Personal information
- Date of birth: 11 March 1996 (age 30)
- Place of birth: Dellnhausen, Germany
- Height: 1.92 m (6 ft 4 in)
- Position: Midfielder

Team information
- Current team: TSV 1860 Munich
- Number: 13

Youth career
- SV Oberhaindlfing
- 0000–2009: SE Freising
- 2009–2015: Bayern Munich

Senior career*
- Years: Team / Apps / (Gls)
- 2015–2018: Borussia Dortmund II / 84 / (28)
- 2018–2019: Fortuna Köln / 38 / (4)
- 2019–2020: Holstein Kiel / 2 / (0)
- 2019–2020: Holstein Kiel II / 1 / (0)
- 2020–2022: Hallescher FC / 71 / (20)
- 2022–2026: Borussia Dortmund II / 133 / (19)
- 2026–: TSV 1860 Munich / 8 / (5)

= Michael Eberwein =

German footballer (born 1996)

Michael Eberwein (born 11 March 1996) is a German professional footballer who plays as a midfielder for Regionalliga Bayern club TSV 1860 Munich.

==Career==
In June 2019, it was announced Eberwein would join 2. Bundesliga side Holstein Kiel from 3. Liga club SC Fortuna Köln for the 2019–20 season. He agreed a two-year contract until 2021.

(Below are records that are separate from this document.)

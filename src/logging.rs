//! Logger setup.
//!
//! The library only emits records through the `log` facade. Hosts that do not bring their
//! own logger can call [`init`] once at startup.

use log::LevelFilter;

/// Installs an `env_logger` logger with the given default level.
///
/// `RUST_LOG` still takes precedence for individual modules. Calling this more than once
/// is harmless, later calls are ignored.
pub fn init(level: LevelFilter) {
    let _ = env_logger::Builder::new()
        .filter_level(level)
        .parse_default_env()
        .try_init();
}

/// Same as [`init`], but captures output in the test harness.
#[cfg(test)]
pub(crate) fn init_for_tests() {
    let _ = env_logger::Builder::new()
        .filter_level(LevelFilter::Debug)
        .is_test(true)
        .try_init();
}
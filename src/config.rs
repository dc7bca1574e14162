use log::LevelFilter;

/// Maximum texture size of the headless device when nothing else is configured.
const DEFAULT_DEVICE_MAX_TEXTURE_SIZE: u32 = 8192;
/// Maximum texture size of the software backend. Pixmaps are plain memory, so this
/// only guards against absurd allocations.
const DEFAULT_SOFTWARE_MAX_TEXTURE_SIZE: u32 = 16384;
/// Edge length in pixels of file dialog icons.
const DEFAULT_ICON_SIZE: u32 = 32;

/// Configuration for the headless device backend.
#[derive(Debug, Clone)]
pub struct DeviceConfig {
    /// Largest width or height a single texture may have
    pub max_texture_size: u32,
    /// Total bytes the device may hand out for textures. `None` means unlimited.
    pub memory_budget: Option<usize>,
}

/// Rendering configuration shared by the backends and the backend context.
#[derive(Debug, Clone)]
pub struct RenderConfig {
    /// Smooth flag used for textures created by the context helpers
    pub default_smooth: bool,
    /// Headless device settings
    pub device: DeviceConfig,
    /// Largest width or height of a software texture
    pub software_max_texture_size: u32,
    /// Size of the icons produced by the icon loader
    pub icon_size: u32,
    /// Log level used by [`crate::logging::init`]
    pub log_level: LevelFilter,
}

impl Default for RenderConfig {
    fn default() -> Self {
        Self {
            default_smooth: true,
            device: DeviceConfig {
                max_texture_size: DEFAULT_DEVICE_MAX_TEXTURE_SIZE,
                memory_budget: None,
            },
            software_max_texture_size: DEFAULT_SOFTWARE_MAX_TEXTURE_SIZE,
            icon_size: DEFAULT_ICON_SIZE,
            log_level: LevelFilter::Info,
        }
    }
}

impl RenderConfig {
    /// Default configuration with overrides taken from the environment.
    ///
    /// `PANE_MAX_TEXTURE_SIZE` caps the texture size of every backend and `PANE_LOG` sets
    /// the log level (`error`, `warn`, `info`, `debug`, `trace` or `off`). Values that do
    /// not parse are ignored.
    pub fn from_env() -> Self {
        let mut config = Self::default();

        if let Some(max) = std::env::var("PANE_MAX_TEXTURE_SIZE")
            .ok()
            .and_then(|v| v.parse::<u32>().ok())
            .filter(|&n| n > 0)
        {
            config.device.max_texture_size = max;
            config.software_max_texture_size = max;
        }

        if let Some(level) = std::env::var("PANE_LOG")
            .ok()
            .and_then(|v| v.parse::<LevelFilter>().ok())
        {
            config.log_level = level;
        }

        config
    }
}
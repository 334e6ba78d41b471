//! Unit tests for identity resolution: preloaded records and prompting.

use std::fs;
use std::io::Cursor;

use session_provisioner::credentials::prompt::{LinePrompter, Prompter, Tone};
use session_provisioner::credentials::{
    preloaded, prompt_identity, resolve_identity, session_file, IdentityOrigin,
};
use session_provisioner::models::identity::SessionIdentity;
use session_provisioner::AppError;

fn prompter(input: &str) -> LinePrompter<Cursor<Vec<u8>>, Vec<u8>> {
    LinePrompter::new(Cursor::new(input.as_bytes().to_vec()), Vec::new(), false)
}

fn output(prompter: LinePrompter<Cursor<Vec<u8>>, Vec<u8>>) -> String {
    String::from_utf8(prompter.into_output()).expect("utf8 output")
}

// ── Interactive path ────────────────────────────────────────────────

#[test]
fn prompts_for_both_values() {
    let mut p = prompter("kord_ai-abc123xyz\n+234 801 234 5678\n");

    let identity = prompt_identity(&mut p).expect("resolved");

    assert_eq!(identity.session_token(), "kord_ai-abc123xyz");
    assert_eq!(identity.owner_number(), "2348012345678");
    let out = output(p);
    assert!(out.contains("SESSION_ID: "));
    assert!(out.contains("OWNER_NUMBER: "));
    assert!(out.contains("Session ID accepted"));
    assert!(out.contains("Owner number accepted"));
}

#[test]
fn reprompts_until_token_is_valid() {
    let mut p = prompter("foo-bar\n\nkord_ai-ok\n2348012345678\n");

    let identity = prompt_identity(&mut p).expect("resolved");

    assert_eq!(identity.session_token(), "kord_ai-ok");
    let out = output(p);
    assert_eq!(out.matches("SESSION_ID: ").count(), 3);
    assert_eq!(out.matches("Error: must start with \"kord_ai-\"").count(), 2);
    assert_eq!(out.matches("Example: kord_ai-abc123xyz").count(), 2);
}

#[test]
fn reprompts_until_number_is_valid() {
    let mut p = prompter("kord_ai-ok\n12345\n12345678901234567\n234-801-234-5678\n");

    let identity = prompt_identity(&mut p).expect("resolved");

    assert_eq!(identity.owner_number(), "2348012345678");
    let out = output(p);
    assert_eq!(out.matches("OWNER_NUMBER: ").count(), 3);
    assert_eq!(out.matches("Error: must be 10-15 digits").count(), 2);
    assert_eq!(out.matches("Example: 234XXXXXXXXXX").count(), 2);
}

#[test]
fn accepts_windows_line_endings() {
    let mut p = prompter("kord_ai-abc\r\n2348012345678\r\n");
    let identity = prompt_identity(&mut p).expect("resolved");
    assert_eq!(identity.session_token(), "kord_ai-abc");
}

#[test]
fn end_of_input_is_an_io_error() {
    let mut p = prompter("foo-bar\n");
    let result = prompt_identity(&mut p);
    assert!(matches!(result, Err(AppError::Io(_))));
}

#[test]
fn colors_are_applied_when_enabled() {
    let mut p = LinePrompter::new(Cursor::new(Vec::new()), Vec::new(), true);
    p.say(Tone::Error, "Error: x").expect("say");
    let out = String::from_utf8(p.into_output()).expect("utf8");
    assert_eq!(out, "\x1b[31mError: x\x1b[0m\n");
}

#[test]
fn plain_tone_is_never_colored() {
    let mut p = LinePrompter::new(Cursor::new(Vec::new()), Vec::new(), true);
    p.say(Tone::Plain, "Cloning repository...").expect("say");
    let out = String::from_utf8(p.into_output()).expect("utf8");
    assert_eq!(out, "Cloning repository...\n");
}

#[test]
fn closed_prompter_refuses_to_read() {
    let mut p = prompter("kord_ai-abc\n");
    p.close();
    p.close();
    assert!(p.is_closed());
    assert!(matches!(p.ask("SESSION_ID: "), Err(AppError::Io(_))));
}

// ── Preloaded path ──────────────────────────────────────────────────

#[test]
fn preloaded_record_is_used_and_deleted() {
    let temp = tempfile::tempdir().expect("tempdir");
    let path = temp.path().join("preloaded.json");
    fs::write(&path, r#"{"session":"kord_ai-pre","owner":"2348012345678"}"#).expect("write");

    let identity = preloaded::consume(&path).expect("record used");

    assert_eq!(identity.session_token(), "kord_ai-pre");
    assert!(!path.exists(), "record must be deleted after reading");
}

#[test]
fn preloaded_values_are_not_revalidated() {
    let temp = tempfile::tempdir().expect("tempdir");
    let path = temp.path().join("preloaded.json");
    fs::write(&path, r#"{"session":"external-token","owner":"+1 555"}"#).expect("write");

    let identity = preloaded::consume(&path).expect("record used");

    assert_eq!(identity.session_token(), "external-token");
    assert_eq!(identity.owner_number(), "+1 555");
}

#[test]
fn malformed_record_is_deleted_and_ignored() {
    let temp = tempfile::tempdir().expect("tempdir");
    let path = temp.path().join("preloaded.json");
    fs::write(&path, "not json").expect("write");

    assert!(preloaded::consume(&path).is_none());
    assert!(!path.exists(), "malformed record must still be deleted");
}

#[test]
fn record_missing_fields_is_ignored() {
    let temp = tempfile::tempdir().expect("tempdir");
    let path = temp.path().join("preloaded.json");
    fs::write(&path, r#"{"session":"kord_ai-pre"}"#).expect("write");

    assert!(preloaded::consume(&path).is_none());
    assert!(!path.exists());
}

#[test]
fn record_with_blank_fields_is_ignored() {
    let temp = tempfile::tempdir().expect("tempdir");
    let path = temp.path().join("preloaded.json");
    fs::write(&path, r#"{"session":"  ","owner":"2348012345678"}"#).expect("write");

    assert!(preloaded::consume(&path).is_none());
}

#[test]
fn absent_record_yields_none() {
    let temp = tempfile::tempdir().expect("tempdir");
    assert!(preloaded::consume(&temp.path().join("absent.json")).is_none());
}

// ── Resolver ────────────────────────────────────────────────────────

#[test]
fn resolver_prefers_preloaded_and_never_prompts() {
    let temp = tempfile::tempdir().expect("tempdir");
    let path = temp.path().join("preloaded.json");
    fs::write(&path, r#"{"session":"kord_ai-pre","owner":"2348012345678"}"#).expect("write");
    let mut p = prompter("");

    let resolved = resolve_identity(&path, &mut p).expect("resolved");

    assert_eq!(resolved.origin, IdentityOrigin::Preloaded);
    assert!(p.is_closed(), "channel closed after resolution");
    assert_eq!(output(p), "", "channel must not be queried");
}

#[test]
fn resolver_falls_back_to_prompt_on_bad_record() {
    let temp = tempfile::tempdir().expect("tempdir");
    let path = temp.path().join("preloaded.json");
    fs::write(&path, "{").expect("write");
    let mut p = prompter("kord_ai-live\n2348012345678\n");

    let resolved = resolve_identity(&path, &mut p).expect("resolved");

    assert_eq!(resolved.origin, IdentityOrigin::Interactive);
    assert_eq!(resolved.identity.session_token(), "kord_ai-live");
    assert!(p.is_closed());
}

#[test]
fn resolver_closes_channel_on_failure() {
    let temp = tempfile::tempdir().expect("tempdir");
    let mut p = prompter("");

    let result = resolve_identity(&temp.path().join("absent.json"), &mut p);

    assert!(result.is_err());
    assert!(p.is_closed());
}

// ── Per-session credential file ─────────────────────────────────────

#[test]
fn session_file_round_trips_through_preloaded_reader() {
    let temp = tempfile::tempdir().expect("tempdir");
    let path = temp.path().join("creds").join("creds-abc.json");
    let identity = SessionIdentity::trusted("kord_ai-abc".into(), "2348012345678".into());

    session_file::write(&path, &identity).expect("write");

    assert!(path.exists());
    assert_eq!(preloaded::consume(&path), Some(identity));
}

#[cfg(unix)]
#[test]
fn session_file_is_owner_only() {
    use std::os::unix::fs::PermissionsExt;

    let temp = tempfile::tempdir().expect("tempdir");
    let path = temp.path().join("creds-abc.json");
    let identity = SessionIdentity::trusted("kord_ai-abc".into(), "2348012345678".into());

    session_file::write(&path, &identity).expect("write");

    let mode = fs::metadata(&path).expect("meta").permissions().mode();
    assert_eq!(mode & 0o077, 0, "group/other must have no access");
}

On 25 October 2019, Eberwein became the first non-playing substitute to concede a penalty kick in professional football. In the game between Holstein Kiel and VfL Bochum, Eberwein (warming up behind the outer goal-line) involuntarily stopped a kick by Bochum inside the penalty area, leading to a penalty kick for Bochum and a yellow card for Eberwein.

He signed for 3. Liga side Hallescher FC on a two-year contract in September 2020.